§ **About this exercise**
Starting at the first line of the records below, transcribe each line exactly, ending with the line that contains "pub const GEMINI_API_KEY_ENV: &str".
Supplied material Start Marker
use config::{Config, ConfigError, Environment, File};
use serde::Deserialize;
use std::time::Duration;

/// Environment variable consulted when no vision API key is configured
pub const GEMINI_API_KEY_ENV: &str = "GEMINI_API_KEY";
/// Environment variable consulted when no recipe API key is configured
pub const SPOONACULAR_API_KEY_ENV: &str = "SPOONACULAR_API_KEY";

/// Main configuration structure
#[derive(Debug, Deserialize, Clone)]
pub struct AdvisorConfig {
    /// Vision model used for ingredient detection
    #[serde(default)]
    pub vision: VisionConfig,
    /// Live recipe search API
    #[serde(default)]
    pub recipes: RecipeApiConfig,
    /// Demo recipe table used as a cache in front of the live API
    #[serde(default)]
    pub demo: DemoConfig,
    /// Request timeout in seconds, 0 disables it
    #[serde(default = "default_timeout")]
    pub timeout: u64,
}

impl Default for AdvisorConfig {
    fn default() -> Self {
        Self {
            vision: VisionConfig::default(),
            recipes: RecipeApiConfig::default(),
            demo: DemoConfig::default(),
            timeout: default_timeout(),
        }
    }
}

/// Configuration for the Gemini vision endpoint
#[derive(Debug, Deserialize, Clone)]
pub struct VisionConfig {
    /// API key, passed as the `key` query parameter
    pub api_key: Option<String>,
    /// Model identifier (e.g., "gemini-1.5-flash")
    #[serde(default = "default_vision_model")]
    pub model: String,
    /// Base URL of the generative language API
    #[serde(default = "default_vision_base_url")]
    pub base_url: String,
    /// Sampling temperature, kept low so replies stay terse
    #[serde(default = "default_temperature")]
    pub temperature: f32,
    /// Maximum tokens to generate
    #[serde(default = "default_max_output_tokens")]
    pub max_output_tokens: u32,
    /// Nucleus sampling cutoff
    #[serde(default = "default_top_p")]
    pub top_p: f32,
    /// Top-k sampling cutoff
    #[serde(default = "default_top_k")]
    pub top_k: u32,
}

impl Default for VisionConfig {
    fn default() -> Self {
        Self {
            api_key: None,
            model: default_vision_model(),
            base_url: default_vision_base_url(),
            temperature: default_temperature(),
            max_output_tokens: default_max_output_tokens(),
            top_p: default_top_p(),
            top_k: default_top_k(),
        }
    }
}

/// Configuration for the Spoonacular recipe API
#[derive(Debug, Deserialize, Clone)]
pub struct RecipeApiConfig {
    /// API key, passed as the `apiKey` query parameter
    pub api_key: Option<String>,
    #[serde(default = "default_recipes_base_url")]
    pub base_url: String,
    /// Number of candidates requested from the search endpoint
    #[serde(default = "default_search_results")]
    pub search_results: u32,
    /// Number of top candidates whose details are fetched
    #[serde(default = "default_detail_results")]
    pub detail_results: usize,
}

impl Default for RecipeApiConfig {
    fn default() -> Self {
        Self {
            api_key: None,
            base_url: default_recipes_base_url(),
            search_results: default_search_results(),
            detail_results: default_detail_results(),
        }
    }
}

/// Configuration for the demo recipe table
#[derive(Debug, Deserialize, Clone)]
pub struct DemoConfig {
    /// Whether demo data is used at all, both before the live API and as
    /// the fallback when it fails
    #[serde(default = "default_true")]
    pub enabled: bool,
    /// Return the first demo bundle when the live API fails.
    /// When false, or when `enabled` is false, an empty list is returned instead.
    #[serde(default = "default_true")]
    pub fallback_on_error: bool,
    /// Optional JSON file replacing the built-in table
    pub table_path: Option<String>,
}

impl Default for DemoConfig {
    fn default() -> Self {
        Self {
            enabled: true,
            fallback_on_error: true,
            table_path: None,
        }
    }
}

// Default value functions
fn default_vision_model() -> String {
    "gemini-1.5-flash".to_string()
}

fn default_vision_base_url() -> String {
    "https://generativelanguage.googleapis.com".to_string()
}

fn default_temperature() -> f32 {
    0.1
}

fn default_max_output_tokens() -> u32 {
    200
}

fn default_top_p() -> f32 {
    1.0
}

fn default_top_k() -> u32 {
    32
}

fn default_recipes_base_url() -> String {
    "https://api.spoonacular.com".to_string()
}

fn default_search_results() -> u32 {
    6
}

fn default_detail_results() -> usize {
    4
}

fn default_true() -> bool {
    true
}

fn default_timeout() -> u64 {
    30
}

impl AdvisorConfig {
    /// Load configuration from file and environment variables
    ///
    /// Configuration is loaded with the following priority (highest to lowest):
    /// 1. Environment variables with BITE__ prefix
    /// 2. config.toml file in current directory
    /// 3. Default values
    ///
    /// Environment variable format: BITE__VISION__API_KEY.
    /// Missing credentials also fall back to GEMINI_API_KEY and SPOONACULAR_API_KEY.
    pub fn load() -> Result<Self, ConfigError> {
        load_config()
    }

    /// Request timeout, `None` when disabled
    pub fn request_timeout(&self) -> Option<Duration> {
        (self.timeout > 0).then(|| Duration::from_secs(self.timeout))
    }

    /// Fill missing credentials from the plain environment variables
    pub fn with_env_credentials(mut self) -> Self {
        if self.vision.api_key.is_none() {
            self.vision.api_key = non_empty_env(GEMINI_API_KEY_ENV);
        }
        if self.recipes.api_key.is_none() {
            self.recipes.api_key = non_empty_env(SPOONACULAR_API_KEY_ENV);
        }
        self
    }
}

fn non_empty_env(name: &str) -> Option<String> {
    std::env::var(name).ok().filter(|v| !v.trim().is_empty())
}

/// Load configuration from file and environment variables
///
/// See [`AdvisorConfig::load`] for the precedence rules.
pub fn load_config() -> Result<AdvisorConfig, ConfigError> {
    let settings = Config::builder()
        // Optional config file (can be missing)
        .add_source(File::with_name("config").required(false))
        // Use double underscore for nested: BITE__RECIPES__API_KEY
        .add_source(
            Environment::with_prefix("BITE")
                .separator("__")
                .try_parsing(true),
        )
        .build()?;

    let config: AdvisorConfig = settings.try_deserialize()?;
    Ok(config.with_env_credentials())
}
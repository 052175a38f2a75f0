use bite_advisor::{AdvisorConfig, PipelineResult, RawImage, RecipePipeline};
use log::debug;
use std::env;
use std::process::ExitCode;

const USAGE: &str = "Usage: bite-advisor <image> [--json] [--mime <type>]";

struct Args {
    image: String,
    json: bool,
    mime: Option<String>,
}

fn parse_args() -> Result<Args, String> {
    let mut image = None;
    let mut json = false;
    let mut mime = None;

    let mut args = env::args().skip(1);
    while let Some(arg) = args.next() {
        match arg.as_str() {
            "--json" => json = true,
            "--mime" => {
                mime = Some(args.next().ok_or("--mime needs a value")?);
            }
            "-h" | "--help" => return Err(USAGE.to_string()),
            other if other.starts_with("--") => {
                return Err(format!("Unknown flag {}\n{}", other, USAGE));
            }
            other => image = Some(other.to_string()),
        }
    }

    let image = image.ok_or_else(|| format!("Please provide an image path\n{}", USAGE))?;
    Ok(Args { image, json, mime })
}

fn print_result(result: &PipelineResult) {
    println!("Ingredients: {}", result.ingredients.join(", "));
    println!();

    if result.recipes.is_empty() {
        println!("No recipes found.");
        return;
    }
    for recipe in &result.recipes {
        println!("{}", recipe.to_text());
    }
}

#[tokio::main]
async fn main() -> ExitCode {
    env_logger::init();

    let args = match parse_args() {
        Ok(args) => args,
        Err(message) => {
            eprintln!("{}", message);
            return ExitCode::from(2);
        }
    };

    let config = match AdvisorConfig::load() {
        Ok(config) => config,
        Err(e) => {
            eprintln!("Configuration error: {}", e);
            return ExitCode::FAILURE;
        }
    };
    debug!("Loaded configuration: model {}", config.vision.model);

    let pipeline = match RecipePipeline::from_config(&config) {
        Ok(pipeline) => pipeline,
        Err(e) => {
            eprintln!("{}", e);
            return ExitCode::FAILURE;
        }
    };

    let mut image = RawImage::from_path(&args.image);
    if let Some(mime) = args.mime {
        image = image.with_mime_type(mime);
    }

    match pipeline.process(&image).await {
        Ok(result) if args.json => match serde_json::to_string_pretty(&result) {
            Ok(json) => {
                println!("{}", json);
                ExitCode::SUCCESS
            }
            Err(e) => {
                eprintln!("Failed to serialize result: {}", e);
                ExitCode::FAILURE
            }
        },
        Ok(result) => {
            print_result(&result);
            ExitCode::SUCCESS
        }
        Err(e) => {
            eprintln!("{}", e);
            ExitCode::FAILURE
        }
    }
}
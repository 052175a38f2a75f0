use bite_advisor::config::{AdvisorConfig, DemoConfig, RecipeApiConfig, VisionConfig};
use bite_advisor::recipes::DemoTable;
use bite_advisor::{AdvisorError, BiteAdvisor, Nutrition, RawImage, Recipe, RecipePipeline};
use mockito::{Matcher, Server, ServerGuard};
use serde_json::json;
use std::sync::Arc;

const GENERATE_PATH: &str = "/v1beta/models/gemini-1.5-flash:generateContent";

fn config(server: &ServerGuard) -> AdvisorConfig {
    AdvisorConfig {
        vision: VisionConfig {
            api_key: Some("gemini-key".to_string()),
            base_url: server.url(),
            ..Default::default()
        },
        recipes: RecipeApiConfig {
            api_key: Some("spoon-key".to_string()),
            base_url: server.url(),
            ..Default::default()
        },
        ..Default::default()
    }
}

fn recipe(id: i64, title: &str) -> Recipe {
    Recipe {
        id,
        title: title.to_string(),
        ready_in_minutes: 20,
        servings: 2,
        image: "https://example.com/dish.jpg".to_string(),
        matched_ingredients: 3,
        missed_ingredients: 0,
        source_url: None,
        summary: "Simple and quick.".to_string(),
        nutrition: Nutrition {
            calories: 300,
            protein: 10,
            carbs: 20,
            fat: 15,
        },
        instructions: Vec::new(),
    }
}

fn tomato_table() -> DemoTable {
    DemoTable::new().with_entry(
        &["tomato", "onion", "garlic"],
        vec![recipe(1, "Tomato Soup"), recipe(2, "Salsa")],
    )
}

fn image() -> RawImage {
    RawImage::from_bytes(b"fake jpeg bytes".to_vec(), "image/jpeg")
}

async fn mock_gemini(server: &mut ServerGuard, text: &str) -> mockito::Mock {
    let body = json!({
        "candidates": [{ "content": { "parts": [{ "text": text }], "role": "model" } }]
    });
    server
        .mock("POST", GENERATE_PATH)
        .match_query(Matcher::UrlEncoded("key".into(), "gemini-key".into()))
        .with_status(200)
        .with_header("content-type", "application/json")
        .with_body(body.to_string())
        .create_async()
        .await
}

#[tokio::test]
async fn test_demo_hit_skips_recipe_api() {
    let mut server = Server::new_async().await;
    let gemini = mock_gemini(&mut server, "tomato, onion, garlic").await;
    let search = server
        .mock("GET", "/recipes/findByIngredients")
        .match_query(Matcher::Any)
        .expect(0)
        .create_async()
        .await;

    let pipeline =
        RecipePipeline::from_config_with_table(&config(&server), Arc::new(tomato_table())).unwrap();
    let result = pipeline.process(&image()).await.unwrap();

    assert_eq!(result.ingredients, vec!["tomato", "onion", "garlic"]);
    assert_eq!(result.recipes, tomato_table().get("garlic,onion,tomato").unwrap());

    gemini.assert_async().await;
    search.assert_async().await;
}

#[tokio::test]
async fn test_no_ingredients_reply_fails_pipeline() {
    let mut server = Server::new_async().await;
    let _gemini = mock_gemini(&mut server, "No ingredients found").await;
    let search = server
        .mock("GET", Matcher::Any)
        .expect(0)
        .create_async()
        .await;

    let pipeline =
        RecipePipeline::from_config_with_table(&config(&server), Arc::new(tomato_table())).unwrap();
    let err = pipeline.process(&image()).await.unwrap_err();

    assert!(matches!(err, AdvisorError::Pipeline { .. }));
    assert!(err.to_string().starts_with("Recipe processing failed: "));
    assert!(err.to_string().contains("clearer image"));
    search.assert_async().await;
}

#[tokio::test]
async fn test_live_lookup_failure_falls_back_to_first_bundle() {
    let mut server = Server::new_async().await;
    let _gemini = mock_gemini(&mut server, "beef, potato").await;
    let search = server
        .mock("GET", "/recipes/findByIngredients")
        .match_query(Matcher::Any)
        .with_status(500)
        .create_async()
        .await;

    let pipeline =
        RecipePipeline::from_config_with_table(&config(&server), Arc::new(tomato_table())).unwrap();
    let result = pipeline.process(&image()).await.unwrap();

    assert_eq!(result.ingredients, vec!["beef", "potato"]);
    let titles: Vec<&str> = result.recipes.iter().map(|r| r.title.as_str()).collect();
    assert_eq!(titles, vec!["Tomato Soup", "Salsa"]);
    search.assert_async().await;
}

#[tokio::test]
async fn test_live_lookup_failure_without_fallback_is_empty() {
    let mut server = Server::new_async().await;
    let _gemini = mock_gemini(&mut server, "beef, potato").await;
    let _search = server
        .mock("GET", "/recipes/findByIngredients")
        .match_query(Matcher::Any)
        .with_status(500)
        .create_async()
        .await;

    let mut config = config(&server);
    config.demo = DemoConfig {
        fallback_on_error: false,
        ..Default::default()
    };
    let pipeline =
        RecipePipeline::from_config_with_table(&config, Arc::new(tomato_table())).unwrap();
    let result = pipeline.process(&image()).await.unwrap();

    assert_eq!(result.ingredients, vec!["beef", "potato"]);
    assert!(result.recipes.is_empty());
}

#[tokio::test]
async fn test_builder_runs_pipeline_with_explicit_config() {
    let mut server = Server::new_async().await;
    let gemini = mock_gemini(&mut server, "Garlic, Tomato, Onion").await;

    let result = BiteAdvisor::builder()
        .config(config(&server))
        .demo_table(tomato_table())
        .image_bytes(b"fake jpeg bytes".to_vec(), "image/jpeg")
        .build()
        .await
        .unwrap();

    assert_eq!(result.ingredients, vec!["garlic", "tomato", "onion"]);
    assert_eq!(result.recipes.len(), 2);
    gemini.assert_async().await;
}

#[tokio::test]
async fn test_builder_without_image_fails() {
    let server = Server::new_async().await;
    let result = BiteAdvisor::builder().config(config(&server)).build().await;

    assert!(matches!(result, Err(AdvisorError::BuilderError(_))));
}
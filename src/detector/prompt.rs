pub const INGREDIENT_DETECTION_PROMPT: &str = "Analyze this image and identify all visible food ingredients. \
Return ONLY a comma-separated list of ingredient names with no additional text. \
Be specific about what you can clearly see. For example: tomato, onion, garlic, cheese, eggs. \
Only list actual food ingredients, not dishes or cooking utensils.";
Supplied material End Marker
§ **Task answer**
use config::{Config, ConfigError, Environment, File};
use serde::Deserialize;
use std::time::Duration;

/// Environment variable consulted when no vision API key is configured
pub const GEMINI_API_KEY_ENV: &str = "GEMINI_API_KEY";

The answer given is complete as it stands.